Les revoilà donc en 2006, après "Desperate Youth, Blood Thirsty Babes", leur première attaque sonique déjà bien barrée et novatrice sortie en 2004. Comment, malgré tout, définir leur musique ? Ce pourrait être My Bloody Valentine jouant de l'électro-funk avec Pharoah Sanders et Sun Ra (2 génie du free-jazz) dans un album soul produit par Brian Eno sous champignons hallucinogènes !!! Vous dire le délire ! Tout ceci pourrait être "le grand n'importe quoi" mais pas du tout. Quand le talent est là !
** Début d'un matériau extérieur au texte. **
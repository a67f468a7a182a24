mod schema;

pub use schema::Config;

use anyhow::{Context, Result};
use std::fs;
use std::path::PathBuf;

/// Get the config directory path (~/.config/attendance-grade/)
pub fn get_config_dir() -> Result<PathBuf> {
    let home = dirs::home_dir().context("Could not determine home directory")?;
    Ok(home.join(".config").join("attendance-grade"))
}

/// Get the default config file path (~/.config/attendance-grade/config.yaml)
pub fn get_config_path() -> Result<PathBuf> {
    Ok(get_config_dir()?.join("config.yaml"))
}

/// Load configuration from a YAML file
///
/// # Arguments
///
/// * `path` - Optional path to config file. If None, uses the default path,
///   and falls back to built-in defaults when that file does not exist.
///
/// # Errors
///
/// Returns an error if:
/// - An explicitly given config file does not exist
/// - The config file cannot be read
/// - The YAML cannot be parsed
pub fn load_config(path: Option<PathBuf>) -> Result<Config> {
    let config_path = match path {
        Some(p) => {
            if !p.exists() {
                anyhow::bail!("Config file not found at {}", p.display());
            }
            p
        }
        None => match get_config_path() {
            Ok(p) if p.exists() => p,
            _ => return Ok(Config::default()),
        },
    };

    let config_content = fs::read_to_string(&config_path)
        .with_context(|| format!("Failed to read config file at {}", config_path.display()))?;

    let config: Config = serde_saphyr::from_str(&config_content)
        .with_context(|| format!("Failed to parse config: invalid YAML in {}", config_path.display()))?;

    Ok(config)
}
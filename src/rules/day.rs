use serde::Serialize;
use std::fmt;

use crate::error::AttendanceError;

pub const DAILY_POINT: u32 = 1;
pub const WEDNESDAY_POINT: u32 = 3;
pub const WEEKEND_POINT: u32 = 2;

/// Number of per-day attendance slots kept for every user.
pub const DAYS_PER_WEEK: usize = 7;

#[derive(Debug, Clone, Copy, PartialEq, Eq, Hash, Serialize)]
#[serde(rename_all = "lowercase")]
pub enum Weekday {
    Monday,
    Tuesday,
    Wednesday,
    Thursday,
    Friday,
    Saturday,
    Sunday,
}

impl Weekday {
    pub const ALL: [Weekday; DAYS_PER_WEEK] = [
        Weekday::Monday,
        Weekday::Tuesday,
        Weekday::Wednesday,
        Weekday::Thursday,
        Weekday::Friday,
        Weekday::Saturday,
        Weekday::Sunday,
    ];

    /// Case-sensitive match against the lowercase English day names.
    pub fn parse(token: &str) -> Option<Self> {
        match token {
            "monday" => Some(Weekday::Monday),
            "tuesday" => Some(Weekday::Tuesday),
            "wednesday" => Some(Weekday::Wednesday),
            "thursday" => Some(Weekday::Thursday),
            "friday" => Some(Weekday::Friday),
            "saturday" => Some(Weekday::Saturday),
            "sunday" => Some(Weekday::Sunday),
            _ => None,
        }
    }

    /// Attendance slot index, Monday = 0 through Sunday = 6
    pub fn slot(self) -> usize {
        self as usize
    }

    pub fn as_str(self) -> &'static str {
        match self {
            Weekday::Monday => "monday",
            Weekday::Tuesday => "tuesday",
            Weekday::Wednesday => "wednesday",
            Weekday::Thursday => "thursday",
            Weekday::Friday => "friday",
            Weekday::Saturday => "saturday",
            Weekday::Sunday => "sunday",
        }
    }

    pub fn category(self) -> DayCategory {
        match self {
            Weekday::Wednesday => DayCategory::Wednesday,
            Weekday::Saturday | Weekday::Sunday => DayCategory::Weekend,
            _ => DayCategory::Plain,
        }
    }
}

impl fmt::Display for Weekday {
    fn fmt(&self, f: &mut fmt::Formatter<'_>) -> fmt::Result {
        f.write_str(self.as_str())
    }
}

/// Bonus-relevant classification of a day.
#[derive(Debug, Clone, Copy, PartialEq, Eq)]
pub enum DayCategory {
    Plain,
    Wednesday,
    Weekend,
}

/// What a single attendance on `day` is worth.
#[derive(Debug, Clone, Copy, PartialEq, Eq)]
pub struct DayRule {
    pub day: Weekday,
    pub slot: usize,
    pub points: u32,
    pub category: DayCategory,
}

/// Point table for the seven days, one value per category.
#[derive(Debug, Clone, PartialEq, Eq)]
pub struct DayRuleSet {
    daily_points: u32,
    wednesday_points: u32,
    weekend_points: u32,
}

impl Default for DayRuleSet {
    fn default() -> Self {
        Self::new(DAILY_POINT, WEDNESDAY_POINT, WEEKEND_POINT)
    }
}

impl DayRuleSet {
    pub fn new(daily_points: u32, wednesday_points: u32, weekend_points: u32) -> Self {
        Self {
            daily_points,
            wednesday_points,
            weekend_points,
        }
    }

    pub fn rule_for(&self, day: Weekday) -> DayRule {
        let category = day.category();
        let points = match category {
            DayCategory::Plain => self.daily_points,
            DayCategory::Wednesday => self.wednesday_points,
            DayCategory::Weekend => self.weekend_points,
        };
        DayRule {
            day,
            slot: day.slot(),
            points,
            category,
        }
    }

    pub fn lookup(&self, token: &str) -> Result<DayRule, AttendanceError> {
        Weekday::parse(token)
            .map(|day| self.rule_for(day))
            .ok_or_else(|| AttendanceError::UnknownDay {
                token: token.to_string(),
            })
    }
}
Difficile donc à expliquer leur musique ! Faite de secousses noisy, d'éruptions volcaniques, de blues aux charbons ardents et de rares moments d'accalmies, elle se ressent, se vit plus qu'elle se raconte. Un peu comme le cinéma de David Lynch ! D'où ma difficulté à vous en parler !

Mais cette musique tient du génie ! D'ailleurs, l'ami Bowie ne s'y est pas trompé, lui le dénicheur de talent. Il s'est invité sur un morceau (blues from down here), expérience qui a du lui rappeler ses grandes heures avec Brian Eno. Grande référence du disque justement, tant au niveau de la production que de l'innovation sonore !
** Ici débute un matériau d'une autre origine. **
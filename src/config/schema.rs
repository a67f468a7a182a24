use serde::{Deserialize, Serialize};

use crate::rules::RulesConfig;

#[derive(Debug, Clone, Default, Deserialize, Serialize, PartialEq)]
#[serde(deny_unknown_fields)]
pub struct Config {
    #[serde(default)]
    pub rules: Option<RulesConfig>,
}
use tracing::{debug, info, warn};

use crate::error::AttendanceError;
use crate::registry::{User, UserId, UserRegistry};
use crate::rules::{BonusRule, DayCategory, DayRule, Grade, Rules};
use crate::source::{parse_line, LogSource};

/// Line counts from one ingestion pass.
#[derive(Debug, Clone, Copy, Default, PartialEq, Eq)]
pub struct IngestStats {
    pub lines: usize,
    pub recorded: usize,
    pub skipped: usize,
}

/// Accumulates attendance events until the stream ends.
///
/// `finalize` consumes the book, so bonuses and grades are applied exactly
/// once per run.
#[derive(Debug, Clone)]
pub struct AttendanceBook {
    registry: UserRegistry,
    rules: Rules,
}

impl Default for AttendanceBook {
    fn default() -> Self {
        Self::new(Rules::default())
    }
}

impl AttendanceBook {
    pub fn new(rules: Rules) -> Self {
        Self {
            registry: UserRegistry::new(rules.max_users),
            rules,
        }
    }

    pub fn registry(&self) -> &UserRegistry {
        &self.registry
    }

    pub fn rules(&self) -> &Rules {
        &self.rules
    }

    /// Record one attendance of `name` on `day`.
    ///
    /// The user is registered before the day is checked, so an unknown day
    /// still leaves a zero-point entry behind. Nothing else is touched on error.
    pub fn record(&mut self, name: &str, day: &str) -> Result<UserId, AttendanceError> {
        let user = self.registry.entry(name)?;
        let rule = self.rules.days.lookup(day)?;
        apply_day_rule(user, &rule);
        debug!(
            user = name,
            day = %rule.day,
            points = rule.points,
            total = user.points,
            "recorded attendance"
        );
        Ok(user.id())
    }

    pub fn record_line(&mut self, line: &str) -> Result<UserId, AttendanceError> {
        let event = parse_line(line)?;
        self.record(&event.user, &event.day)
    }

    /// Feed every line of `source` through `record_line`.
    ///
    /// Malformed lines and unknown days are logged and skipped. Capacity and
    /// read failures stop ingestion; lines already recorded stay valid.
    pub fn ingest<R: std::io::BufRead>(
        &mut self,
        source: LogSource<R>,
    ) -> Result<IngestStats, AttendanceError> {
        let mut stats = IngestStats::default();
        for line in source.lines() {
            let line = line?;
            stats.lines += 1;
            match line.and_then(|line| self.record_line(&line)) {
                Ok(_) => stats.recorded += 1,
                Err(e) if e.is_recoverable() => {
                    warn!("{}", e);
                    stats.skipped += 1;
                }
                Err(e) => return Err(e),
            }
        }
        info!(
            lines = stats.lines,
            recorded = stats.recorded,
            skipped = stats.skipped,
            users = self.registry.len(),
            "ingestion complete"
        );
        Ok(stats)
    }

    /// Award bonuses, then assign grades, for every user in id order.
    pub fn finalize(mut self) -> Standings {
        for user in self.registry.iter_mut() {
            let awarded = BonusRule::All.apply(user, &self.rules.bonus);
            user.grade = self.rules.grades.classify(user.points);
            debug!(
                user = user.name(),
                points = user.points,
                grade = %user.grade,
                bonuses = awarded.len(),
                "finalized user"
            );
        }
        Standings {
            users: self.registry.into_users(),
        }
    }
}

/// Apply one valid attendance to `user`.
fn apply_day_rule(user: &mut User, rule: &DayRule) {
    let slot = &mut user.attendance[rule.slot];
    *slot = slot.saturating_add(1);
    user.points = user.points.saturating_add(rule.points);
    match rule.category {
        DayCategory::Wednesday => user.wednesday_count = user.wednesday_count.saturating_add(1),
        DayCategory::Weekend => user.weekend_count = user.weekend_count.saturating_add(1),
        DayCategory::Plain => {}
    }
}

/// Final per-user results, in ascending id order.
#[derive(Debug, Clone, PartialEq, Eq)]
pub struct Standings {
    users: Vec<User>,
}

impl Standings {
    pub fn users(&self) -> &[User] {
        &self.users
    }

    pub fn by_name(&self, name: &str) -> Option<&User> {
        self.users.iter().find(|u| u.name() == name)
    }

    /// Users still at NORMAL who never attended a bonus-eligible day.
    pub fn removed_players(&self) -> impl Iterator<Item = &User> {
        self.users
            .iter()
            .filter(|u| u.grade() == Grade::Normal && u.has_no_bonus_attendance())
    }

    pub fn len(&self) -> usize {
        self.users.len()
    }

    pub fn is_empty(&self) -> bool {
        self.users.is_empty()
    }
}

/// Read, score, and grade the log at `path`.
pub fn run(
    path: &std::path::Path,
    rules: Rules,
) -> Result<(Standings, IngestStats), AttendanceError> {
    let mut book = AttendanceBook::new(rules);
    let stats = book.ingest(LogSource::open(path)?)?;
    Ok((book.finalize(), stats))
}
Bizarre, mais plus je l'écoute, moins je la trouve bizarre justement leur musique ! Ce disque fait partie de ces oeuvres complexes, originales et novatrices qu'il faut, d'écoute en écoute, apprendre à découvrir et à aimer. Un peu comme avec le jazz, celà se mérite ! Mais le plaisir est à la clef !
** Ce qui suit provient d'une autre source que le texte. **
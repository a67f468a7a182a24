use serde::Serialize;
use std::collections::HashMap;
use std::fmt;

use crate::error::AttendanceError;
use crate::rules::bonus::BonusKind;
use crate::rules::day::{Weekday, DAYS_PER_WEEK};
use crate::rules::grade::Grade;

/// Default upper bound on distinct users in a single run.
pub const MAX_USERS: usize = 100;

/// Sequential user identifier, starting at 1 in order of first sighting.
#[derive(Debug, Clone, Copy, PartialEq, Eq, PartialOrd, Ord, Hash, Serialize)]
#[serde(transparent)]
pub struct UserId(u32);

impl UserId {
    pub fn get(self) -> u32 {
        self.0
    }

    fn index(self) -> usize {
        (self.0 - 1) as usize
    }
}

impl fmt::Display for UserId {
    fn fmt(&self, f: &mut fmt::Formatter<'_>) -> fmt::Result {
        write!(f, "{}", self.0)
    }
}

/// Everything recorded about one attendee.
#[derive(Debug, Clone, PartialEq, Eq)]
pub struct User {
    id: UserId,
    name: String,
    pub(crate) attendance: [u32; DAYS_PER_WEEK],
    pub(crate) points: u32,
    pub(crate) wednesday_count: u32,
    pub(crate) weekend_count: u32,
    pub(crate) grade: Grade,
    pub(crate) bonuses: Vec<BonusKind>,
}

impl User {
    fn new(id: UserId, name: &str) -> Self {
        Self {
            id,
            name: name.to_string(),
            attendance: [0; DAYS_PER_WEEK],
            points: 0,
            wednesday_count: 0,
            weekend_count: 0,
            grade: Grade::Normal,
            bonuses: Vec::new(),
        }
    }

    pub fn id(&self) -> UserId {
        self.id
    }

    pub fn name(&self) -> &str {
        &self.name
    }

    pub fn points(&self) -> u32 {
        self.points
    }

    pub fn grade(&self) -> Grade {
        self.grade
    }

    /// Per-day counts, Monday first
    pub fn attendance(&self) -> &[u32; DAYS_PER_WEEK] {
        &self.attendance
    }

    pub fn attendance_on(&self, day: Weekday) -> u32 {
        self.attendance[day.slot()]
    }

    pub fn wednesday_count(&self) -> u32 {
        self.wednesday_count
    }

    pub fn weekend_count(&self) -> u32 {
        self.weekend_count
    }

    /// Bonuses awarded at finalization, in evaluation order
    pub fn bonuses(&self) -> &[BonusKind] {
        &self.bonuses
    }

    /// True when the user never attended on a bonus-eligible day.
    pub fn has_no_bonus_attendance(&self) -> bool {
        self.wednesday_count == 0 && self.weekend_count == 0
    }
}

/// Owns every user record and the name to id mapping.
///
/// Ids are handed out sequentially from 1 and never reused; a name always
/// resolves to the id it was first given.
#[derive(Debug, Clone)]
pub struct UserRegistry {
    users: Vec<User>,
    ids: HashMap<String, UserId>,
    max_users: usize,
}

impl Default for UserRegistry {
    fn default() -> Self {
        Self::new(MAX_USERS)
    }
}

impl UserRegistry {
    pub fn new(max_users: usize) -> Self {
        Self {
            users: Vec::new(),
            ids: HashMap::new(),
            max_users,
        }
    }

    pub fn max_users(&self) -> usize {
        self.max_users
    }

    pub fn resolve_or_create(&mut self, name: &str) -> Result<UserId, AttendanceError> {
        self.entry(name).map(|user| user.id())
    }

    /// Look up `name`, registering it first if it has not been seen.
    pub(crate) fn entry(&mut self, name: &str) -> Result<&mut User, AttendanceError> {
        let id = match self.ids.get(name) {
            Some(&id) => id,
            None => {
                if self.users.len() >= self.max_users {
                    return Err(AttendanceError::CapacityExceeded {
                        max: self.max_users,
                    });
                }
                let id = UserId(self.users.len() as u32 + 1);
                self.users.push(User::new(id, name));
                self.ids.insert(name.to_string(), id);
                tracing::debug!(user = name, id = id.get(), "registered user");
                id
            }
        };
        Ok(&mut self.users[id.index()])
    }

    pub fn id_of(&self, name: &str) -> Option<UserId> {
        self.ids.get(name).copied()
    }

    pub fn get(&self, id: UserId) -> Option<&User> {
        self.users.get(id.index())
    }

    pub fn get_mut(&mut self, id: UserId) -> Option<&mut User> {
        self.users.get_mut(id.index())
    }

    pub fn by_name(&self, name: &str) -> Option<&User> {
        self.id_of(name).and_then(|id| self.get(id))
    }

    /// Users in ascending id order
    pub fn iter(&self) -> impl Iterator<Item = &User> {
        self.users.iter()
    }

    pub(crate) fn iter_mut(&mut self) -> impl Iterator<Item = &mut User> {
        self.users.iter_mut()
    }

    pub fn len(&self) -> usize {
        self.users.len()
    }

    pub fn is_empty(&self) -> bool {
        self.users.is_empty()
    }

    pub(crate) fn into_users(self) -> Vec<User> {
        self.users
    }
}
Alors, vous aussi, prêt pour regarder la TV à la radio !!!!!!!!

                Francky 01 le 10/04/08

COEURS d'Alain Resnais : "Et la neige tombe...!"

Coeurs Certains films vous bouleversent, vous touchent au plus profond de votre être. Leurs visions deviennent alors une véritable expérience émotionnelle, sorte de plongée vertigineuse au coeur de votre âme. Ils laisseront des traces, comme les pas dans la neige ! Mais celles-ci seront beaucoup plus profondes. "Coeurs" est de ceux-là !

Paris, c'est l'hiver et il neige ! Sept personnages à la dérive, en quête d'espoir et d'amour vont se croiser, se rapprocher, se désunir au gré d'un scénario superbement construit. Il est, comme "Smoking-No smoking", signé Alan Ayckbourn. Et ainsi va l'histoire dans ce magnifique chassé-croisé amoureux et affectif !

Ce qui frappe d'entrée, c'est la neige, omniprésente. Elle tombe inlassablement pendant tout le film, aussi bien dehors qu'entre chaque scène, sorte de trait d'union systématique entre celle-ci, remplaçant le traditionel fondu enchaîné. Mais ce n'est pas seulement qu'un effet stylistique. Véritable métaphore visuelle, elle symbolise la non-communication entre les personnages, leur abscence d'amour, leur incapacité à se comprendre et à s'aimer, leur solitude affective. Leurs relations sont comme gelées !

Et cette neige n'a rien de joyeux ! Cela rappel ces plans mystérieux et répétitifs de "L'amour à mort" qu'il a tourné en 1984. La mort rode dans "Coeurs", du corps (le vieux père) comme de l'âme ! Le morbide, la mort ! Thématique que Resnais a déjà mainte fois abordé dans ces précédents films ("L'amour à mort", "Hiroshima mon amour", etc...). Mais cette fois, c'est peut-être la sienne aussi qu'il sent doucement venir, à quatre-vingt quatre ans ! Et cela rend le film encore plus touchant.

Malgré la relative gravitée du propos, "Coeurs" joue sans arrêt avec le ton, passant du rire au larmes, de la comédie au drame avec une facilitée déconcertante, s'autorisant même l'absurde ! En plus de son habituelle bande d'acteurs : Lambert Wilson, Pierre Arditi, Sabine Azéma, André Dussolier et Claude Rich (ou plutôt sa voix), de nouvelles recrues (Isabelle Carré et Laura Morante) sont apparue dans l'univers de Resnais. Et ils sont tous excellents !

Alors, à quatre-vingt quatre ans, Alain Resnais prouve qu'il est plus créatif que jamais ! En un mot, sublime !!!!!!!!